**Working data**
============================================================

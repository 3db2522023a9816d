//! Extract command - run one PDF through the pipeline and store it.

use std::fs;
use std::path::PathBuf;
use std::time::{Duration, Instant};

use clap::Args;
use console::style;
use tracing::info;

use invex_core::{Invoice, Pipeline, SubmitOutcome};

use super::load_config;
use crate::store::open_store;

/// Arguments for the extract command.
#[derive(Args)]
pub struct ExtractArgs {
    /// Input PDF file
    #[arg(required = true)]
    input: PathBuf,

    /// Store file (default: platform data dir)
    #[arg(short, long)]
    store: Option<PathBuf>,

    /// Output format
    #[arg(short, long, value_enum, default_value = "json")]
    format: OutputFormat,

    /// Abandon extraction after this many milliseconds
    #[arg(long)]
    timeout_ms: Option<u64>,

    /// Show the extraction confidence score
    #[arg(long)]
    show_confidence: bool,
}

#[derive(Clone, Copy, Debug, clap::ValueEnum)]
pub enum OutputFormat {
    /// JSON output
    Json,
    /// Plain text summary
    Text,
}

pub async fn run(args: ExtractArgs, config_path: Option<&str>) -> anyhow::Result<()> {
    let config = load_config(config_path)?;

    if !args.input.exists() {
        anyhow::bail!("input file not found: {}", args.input.display());
    }

    let data = fs::read(&args.input)?;
    let filename = args
        .input
        .file_name()
        .and_then(|n| n.to_str())
        .map(str::to_string);

    info!("processing {}", args.input.display());

    let store = open_store(args.store.as_deref(), config.store.vendor_match);
    let pipeline = Pipeline::with_config(config, store);

    let deadline = args
        .timeout_ms
        .map(|ms| Instant::now() + Duration::from_millis(ms));

    let outcome = pipeline.submit(&data, filename.as_deref(), deadline)?;

    match outcome {
        SubmitOutcome::Stored(invoice) => {
            println!(
                "{} stored invoice {}",
                style("✓").green(),
                style(&invoice.id).bold()
            );
            print_invoice(&invoice, args.format)?;
            if args.show_confidence {
                println!("confidence: {:.1}%", invoice.confidence * 100.0);
            }
        }
        SubmitOutcome::PartialFailure { draft, missing } => {
            eprintln!(
                "{} low-confidence extraction, not stored",
                style("!").yellow()
            );
            for field in &missing {
                eprintln!("  missing: {field}");
            }
            print_invoice(&draft, args.format)?;
            if args.show_confidence {
                println!("confidence: {:.1}%", draft.confidence * 100.0);
            }
        }
        SubmitOutcome::Rejected { reason } => {
            eprintln!("{} rejected: {reason}", style("✗").red());
            std::process::exit(1);
        }
    }

    Ok(())
}

fn print_invoice(invoice: &Invoice, format: OutputFormat) -> anyhow::Result<()> {
    match format {
        OutputFormat::Json => println!("{}", serde_json::to_string_pretty(invoice)?),
        OutputFormat::Text => {
            println!("vendor:   {}", invoice.vendor);
            println!("total:    {} {}", invoice.total, invoice.currency);
            if let Some(date) = invoice.issue_date {
                println!("date:     {date}");
            }
            for item in &invoice.line_items {
                println!(
                    "  {} x{} @ {} = {}",
                    item.description, item.quantity, item.unit_price, item.line_total
                );
            }
            if invoice.total_mismatch {
                println!("{} line items do not sum to the total", style("!").yellow());
            }
        }
    }
    Ok(())
}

============================================================

In the listing above, locate the line containing "this many milliseconds" and the line containing "pub async fn". Transcribe those two lines and everything between them, exactly as written.

    /// Abandon extraction after this many milliseconds
    #[arg(long)]
    timeout_ms: Option<u64>,

    /// Show the extraction confidence score
    #[arg(long)]
    show_confidence: bool,
}

#[derive(Clone, Copy, Debug, clap::ValueEnum)]
pub enum OutputFormat {
    /// JSON output
    Json,
    /// Plain text summary
    Text,
}

pub async fn run(args: ExtractArgs, config_path: Option<&str>) -> anyhow::Result<()> {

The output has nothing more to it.